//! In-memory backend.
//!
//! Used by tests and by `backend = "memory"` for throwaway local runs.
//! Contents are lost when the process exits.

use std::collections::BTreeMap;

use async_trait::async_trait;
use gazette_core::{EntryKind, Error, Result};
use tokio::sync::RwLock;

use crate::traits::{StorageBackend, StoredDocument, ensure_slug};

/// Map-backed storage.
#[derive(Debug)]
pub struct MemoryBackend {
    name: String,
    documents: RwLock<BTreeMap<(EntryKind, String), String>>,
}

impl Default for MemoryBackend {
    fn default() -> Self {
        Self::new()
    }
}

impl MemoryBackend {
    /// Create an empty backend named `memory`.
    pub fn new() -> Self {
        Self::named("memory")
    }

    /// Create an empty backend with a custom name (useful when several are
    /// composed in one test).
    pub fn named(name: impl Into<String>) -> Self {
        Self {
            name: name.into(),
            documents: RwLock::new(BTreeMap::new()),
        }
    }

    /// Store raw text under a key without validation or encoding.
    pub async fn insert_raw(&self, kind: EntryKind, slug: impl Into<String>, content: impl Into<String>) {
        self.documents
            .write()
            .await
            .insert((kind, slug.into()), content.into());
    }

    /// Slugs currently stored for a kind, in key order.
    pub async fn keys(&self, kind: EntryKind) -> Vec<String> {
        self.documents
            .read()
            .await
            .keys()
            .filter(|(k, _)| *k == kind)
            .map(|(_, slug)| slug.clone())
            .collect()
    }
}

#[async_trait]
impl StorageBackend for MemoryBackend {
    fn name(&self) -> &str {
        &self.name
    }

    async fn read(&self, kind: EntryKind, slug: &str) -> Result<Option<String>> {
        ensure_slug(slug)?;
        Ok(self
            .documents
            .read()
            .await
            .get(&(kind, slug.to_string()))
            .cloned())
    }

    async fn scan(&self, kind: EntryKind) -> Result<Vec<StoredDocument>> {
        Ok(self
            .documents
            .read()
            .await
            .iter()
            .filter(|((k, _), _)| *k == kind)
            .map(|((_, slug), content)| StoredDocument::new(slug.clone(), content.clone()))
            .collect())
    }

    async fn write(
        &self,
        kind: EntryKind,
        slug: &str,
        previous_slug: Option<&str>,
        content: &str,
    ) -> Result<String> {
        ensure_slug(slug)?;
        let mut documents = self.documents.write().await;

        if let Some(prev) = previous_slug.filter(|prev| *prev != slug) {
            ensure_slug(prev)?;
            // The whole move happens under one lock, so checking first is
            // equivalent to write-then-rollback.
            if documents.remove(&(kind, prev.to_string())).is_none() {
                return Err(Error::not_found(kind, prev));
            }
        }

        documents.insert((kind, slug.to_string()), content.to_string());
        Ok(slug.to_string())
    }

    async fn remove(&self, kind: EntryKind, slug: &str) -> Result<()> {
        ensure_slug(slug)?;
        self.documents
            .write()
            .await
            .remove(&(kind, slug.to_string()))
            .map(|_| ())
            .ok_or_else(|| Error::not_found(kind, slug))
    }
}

+---+

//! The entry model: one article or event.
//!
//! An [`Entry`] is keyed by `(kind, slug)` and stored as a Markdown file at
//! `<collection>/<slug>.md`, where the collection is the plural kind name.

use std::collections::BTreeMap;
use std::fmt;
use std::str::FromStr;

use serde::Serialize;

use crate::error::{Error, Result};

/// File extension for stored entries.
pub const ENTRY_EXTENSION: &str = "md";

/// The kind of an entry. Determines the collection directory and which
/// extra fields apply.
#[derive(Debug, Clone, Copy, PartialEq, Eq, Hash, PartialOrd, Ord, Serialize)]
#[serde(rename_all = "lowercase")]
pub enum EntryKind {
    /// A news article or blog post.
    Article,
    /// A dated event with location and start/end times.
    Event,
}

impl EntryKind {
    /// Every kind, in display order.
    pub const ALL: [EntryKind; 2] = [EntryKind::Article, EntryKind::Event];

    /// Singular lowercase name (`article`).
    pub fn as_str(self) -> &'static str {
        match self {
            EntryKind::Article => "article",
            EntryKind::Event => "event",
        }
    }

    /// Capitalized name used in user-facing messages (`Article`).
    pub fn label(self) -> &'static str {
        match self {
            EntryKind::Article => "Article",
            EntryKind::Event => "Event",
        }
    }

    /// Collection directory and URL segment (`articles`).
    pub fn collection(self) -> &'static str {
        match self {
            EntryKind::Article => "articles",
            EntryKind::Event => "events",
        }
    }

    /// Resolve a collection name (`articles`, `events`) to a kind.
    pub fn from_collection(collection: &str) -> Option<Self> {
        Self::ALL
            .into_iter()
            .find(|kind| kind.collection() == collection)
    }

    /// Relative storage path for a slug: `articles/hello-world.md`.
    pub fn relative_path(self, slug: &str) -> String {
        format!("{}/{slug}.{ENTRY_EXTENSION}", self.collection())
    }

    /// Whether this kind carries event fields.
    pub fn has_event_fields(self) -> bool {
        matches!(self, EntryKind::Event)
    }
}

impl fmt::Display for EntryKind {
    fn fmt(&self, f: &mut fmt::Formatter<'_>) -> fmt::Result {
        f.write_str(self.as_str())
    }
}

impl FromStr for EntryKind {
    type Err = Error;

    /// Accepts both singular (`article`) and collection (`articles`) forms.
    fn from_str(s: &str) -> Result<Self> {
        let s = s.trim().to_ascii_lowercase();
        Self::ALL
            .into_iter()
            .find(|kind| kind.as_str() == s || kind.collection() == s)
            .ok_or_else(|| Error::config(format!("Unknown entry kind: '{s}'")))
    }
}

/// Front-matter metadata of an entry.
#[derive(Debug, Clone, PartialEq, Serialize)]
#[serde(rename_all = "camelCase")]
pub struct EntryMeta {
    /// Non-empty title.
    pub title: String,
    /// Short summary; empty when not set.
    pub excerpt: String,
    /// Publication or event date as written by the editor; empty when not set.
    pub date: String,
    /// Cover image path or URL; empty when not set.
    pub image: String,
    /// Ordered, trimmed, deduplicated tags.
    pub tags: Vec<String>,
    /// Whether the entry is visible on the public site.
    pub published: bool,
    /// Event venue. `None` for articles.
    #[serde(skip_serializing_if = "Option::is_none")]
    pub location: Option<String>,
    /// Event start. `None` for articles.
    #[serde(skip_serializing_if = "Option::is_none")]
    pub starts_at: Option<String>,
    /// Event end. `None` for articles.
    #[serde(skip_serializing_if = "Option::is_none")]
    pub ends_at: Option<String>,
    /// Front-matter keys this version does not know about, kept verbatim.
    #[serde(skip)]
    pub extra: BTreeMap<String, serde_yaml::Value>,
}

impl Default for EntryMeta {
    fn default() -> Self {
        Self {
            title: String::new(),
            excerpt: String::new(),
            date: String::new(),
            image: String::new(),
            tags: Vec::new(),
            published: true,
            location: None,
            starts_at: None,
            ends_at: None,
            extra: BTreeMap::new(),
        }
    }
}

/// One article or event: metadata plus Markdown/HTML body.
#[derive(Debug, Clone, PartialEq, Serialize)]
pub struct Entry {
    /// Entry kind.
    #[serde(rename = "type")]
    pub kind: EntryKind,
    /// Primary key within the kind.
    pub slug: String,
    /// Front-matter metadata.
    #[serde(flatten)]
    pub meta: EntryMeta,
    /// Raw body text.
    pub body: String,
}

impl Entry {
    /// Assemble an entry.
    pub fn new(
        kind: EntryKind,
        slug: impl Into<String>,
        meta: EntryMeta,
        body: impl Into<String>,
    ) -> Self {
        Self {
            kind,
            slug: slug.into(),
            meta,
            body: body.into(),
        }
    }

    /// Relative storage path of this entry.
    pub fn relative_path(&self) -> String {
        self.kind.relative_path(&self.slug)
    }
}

+---+

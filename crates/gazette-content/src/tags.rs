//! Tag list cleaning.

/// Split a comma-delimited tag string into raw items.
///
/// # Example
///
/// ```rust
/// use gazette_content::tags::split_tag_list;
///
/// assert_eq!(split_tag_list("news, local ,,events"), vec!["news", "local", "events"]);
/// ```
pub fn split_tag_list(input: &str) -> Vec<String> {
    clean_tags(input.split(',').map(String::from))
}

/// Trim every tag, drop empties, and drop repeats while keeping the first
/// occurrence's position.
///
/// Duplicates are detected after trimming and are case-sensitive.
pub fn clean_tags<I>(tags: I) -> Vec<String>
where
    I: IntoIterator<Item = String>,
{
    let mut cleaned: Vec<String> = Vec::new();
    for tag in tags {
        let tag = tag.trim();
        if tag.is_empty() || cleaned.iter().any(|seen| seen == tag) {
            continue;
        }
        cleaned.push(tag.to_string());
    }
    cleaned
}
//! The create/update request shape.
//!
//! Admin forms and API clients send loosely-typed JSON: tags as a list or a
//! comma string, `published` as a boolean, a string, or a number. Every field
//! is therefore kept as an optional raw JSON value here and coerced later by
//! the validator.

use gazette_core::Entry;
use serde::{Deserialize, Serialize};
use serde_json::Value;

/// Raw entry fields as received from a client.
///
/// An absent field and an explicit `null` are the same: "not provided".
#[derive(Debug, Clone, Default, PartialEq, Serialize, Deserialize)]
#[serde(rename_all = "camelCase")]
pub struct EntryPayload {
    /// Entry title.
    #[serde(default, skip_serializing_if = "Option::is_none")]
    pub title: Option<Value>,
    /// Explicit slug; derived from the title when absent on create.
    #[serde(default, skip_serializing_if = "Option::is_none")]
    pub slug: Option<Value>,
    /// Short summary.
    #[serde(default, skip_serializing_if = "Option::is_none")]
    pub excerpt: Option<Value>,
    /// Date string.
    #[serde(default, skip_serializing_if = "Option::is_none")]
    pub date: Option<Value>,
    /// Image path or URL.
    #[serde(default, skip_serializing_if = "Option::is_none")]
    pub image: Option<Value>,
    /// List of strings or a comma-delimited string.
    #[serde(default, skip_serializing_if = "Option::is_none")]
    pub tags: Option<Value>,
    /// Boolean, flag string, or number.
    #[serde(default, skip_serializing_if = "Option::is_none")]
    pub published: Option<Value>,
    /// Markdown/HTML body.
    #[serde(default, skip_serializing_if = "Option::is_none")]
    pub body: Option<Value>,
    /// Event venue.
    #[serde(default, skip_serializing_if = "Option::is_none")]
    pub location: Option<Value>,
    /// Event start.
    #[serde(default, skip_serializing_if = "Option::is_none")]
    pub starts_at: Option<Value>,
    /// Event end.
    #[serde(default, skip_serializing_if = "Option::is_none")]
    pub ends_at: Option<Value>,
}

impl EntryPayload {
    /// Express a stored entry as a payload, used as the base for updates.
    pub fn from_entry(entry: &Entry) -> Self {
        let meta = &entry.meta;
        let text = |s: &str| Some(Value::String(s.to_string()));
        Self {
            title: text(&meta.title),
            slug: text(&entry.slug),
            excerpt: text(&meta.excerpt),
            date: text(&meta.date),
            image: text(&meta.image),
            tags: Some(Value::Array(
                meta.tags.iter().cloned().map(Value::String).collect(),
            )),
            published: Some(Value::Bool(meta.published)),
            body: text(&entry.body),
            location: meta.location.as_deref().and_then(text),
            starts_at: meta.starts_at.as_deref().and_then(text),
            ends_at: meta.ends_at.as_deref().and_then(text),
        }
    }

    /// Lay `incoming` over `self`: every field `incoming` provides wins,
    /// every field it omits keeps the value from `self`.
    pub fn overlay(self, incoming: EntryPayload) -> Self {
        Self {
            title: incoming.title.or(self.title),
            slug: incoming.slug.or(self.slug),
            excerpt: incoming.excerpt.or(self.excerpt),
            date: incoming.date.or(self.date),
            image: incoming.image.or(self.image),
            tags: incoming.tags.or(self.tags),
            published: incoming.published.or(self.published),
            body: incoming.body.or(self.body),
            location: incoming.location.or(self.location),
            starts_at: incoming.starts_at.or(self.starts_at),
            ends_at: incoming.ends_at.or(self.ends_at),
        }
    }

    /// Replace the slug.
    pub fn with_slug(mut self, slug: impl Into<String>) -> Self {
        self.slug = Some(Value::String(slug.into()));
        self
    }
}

+---+

*Exercise description:*
Go through the material above and output exactly the lines from the one containing "impl Default for MemoryBackend" through the one containing "when several are".

*Your response:*
impl Default for MemoryBackend {
    fn default() -> Self {
        Self::new()
    }
}

impl MemoryBackend {
    /// Create an empty backend named `memory`.
    pub fn new() -> Self {
        Self::named("memory")
    }

    /// Create an empty backend with a custom name (useful when several are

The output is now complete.